Of course, Thomas will be able to avoid paying the fine — the evidence that exonerates him is literally printed on his court summons. But it will take work and time. The completely automated nature of this system, revealed by this error, has deep implications for the way that justice is carried out. The system is one where people are watched, accused, fined, and processed without any direct human oversight. That has some benefits — e.g., computers are unlikely to let people of a certain race, gender, or background off easier than others.

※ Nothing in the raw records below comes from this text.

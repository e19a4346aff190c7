//! Kubernetes error types
//!
//! Separates "object does not exist" from transport and auth failures so
//! callers can treat a missing object as a normal outcome.

use thiserror::Error;

/// Kubernetes-specific errors
#[derive(Debug, Error)]
pub enum K8sError {
    /// Kubernetes resource not found
    #[error("Resource not found: {kind}/{name}")]
    NotFound { kind: String, name: String },

    /// Error from kube-rs client
    #[error("Kubernetes API error: {0}")]
    KubeError(#[from] kube::Error),

    /// Invalid kubeconfig
    #[error("Invalid kubeconfig: {0}")]
    InvalidKubeconfig(String),

    /// Anything else the gateway could not complete
    #[error("Internal error: {0}")]
    Internal(String),
}

impl K8sError {
    /// Whether the API server reported the object as absent
    pub fn is_not_found(&self) -> bool {
        match self {
            K8sError::NotFound { .. } => true,
            K8sError::KubeError(kube::Error::Api(resp)) => resp.code == 404,
            _ => false,
        }
    }

    /// Convert a 404 from kube-rs into [`K8sError::NotFound`], leave the rest as-is
    pub(crate) fn from_lookup(err: kube::Error, kind: &str, name: &str) -> Self {
        match err {
            kube::Error::Api(resp) if resp.code == 404 => K8sError::NotFound {
                kind: kind.to_string(),
                name: name.to_string(),
            },
            other => K8sError::KubeError(other),
        }
    }
}

/// Result type alias for Kubernetes operations
pub type K8sResult<T> = std::result::Result<T, K8sError>;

But in addition to creating the possibilities of new errors, the move from a human to a non-human process has important economic, political, and social consequences. Police departments can give more tickets with cameras — and generate more revenue — than they could ever do with officers in squad cars. But no camera will excuse a man speeding to the hospital with a wife in labor or a hurt child in the passanger seat. As work to rule or “rule-book slowdowns” — types of labor protests where workers cripple production by following rules to the letter — show, many rules are only productive for society because they are selectively enforced. The complex calculus that goes into deciding when to not apply the rules, second nature to humans, is still impossibly out of reach for most computerized expert systems. This is an increasingly important fact we are reminded of by errors like the one described here.

Picture of a Process

I enjoyed seeing this image in an article in The Register.

finger shown in Google book

The picture is a screen shot from Google Books viewing a page from a 1855 issue of The Gentleman’s Magazine. The latex-clad fingers belong to one of the people whose job it is to scan the books for Google’s book project.

Information technologies often hide the processes that bring us the information we interact with. Revealing errors give a picture of what these processes look like or involve. In an extremely literal way, this error shows us just such a picture.

We can learn quite a lot from this image. For example, since the fingers are not pressed against glass, we might conclude that Google is not using a traditional flatbed scanner. Instead, it is likely that they are using a system similar to the one that the the Internet Archive has built that is designed specifically for scanning books.

But perhaps the most important thing that this error reveals is something we know, but often take for granted — the human involved in the process.

The decision on where to automate a process, and where leave it up to a human, is sometimes a very complicated one. Human involvement in a process can prevent and catch many types of errors but can cause new ones. Both choices introduce risks and benefits. For example, an automated bank transaction system may allow human to catch obvious errors and to detect suspicious use that a computer without “common sense” might miss. On the other hand, a human banker might commit fraud to try to enrich themselves with others money — something a machine would never do.

In our interaction with technological systems, we rarely reflect on the fact, and the ways, that the presence of humans in these areas is important to determining the behavior, quality, reliability, and the nature and degree of trust that we have in a technology.

In our interactions with complex processes through simple and abstract user interfaces, it is often only through errors — distinctly human errors, if not usually quite as clearly human as this one — that information workers’ important presence is revealed.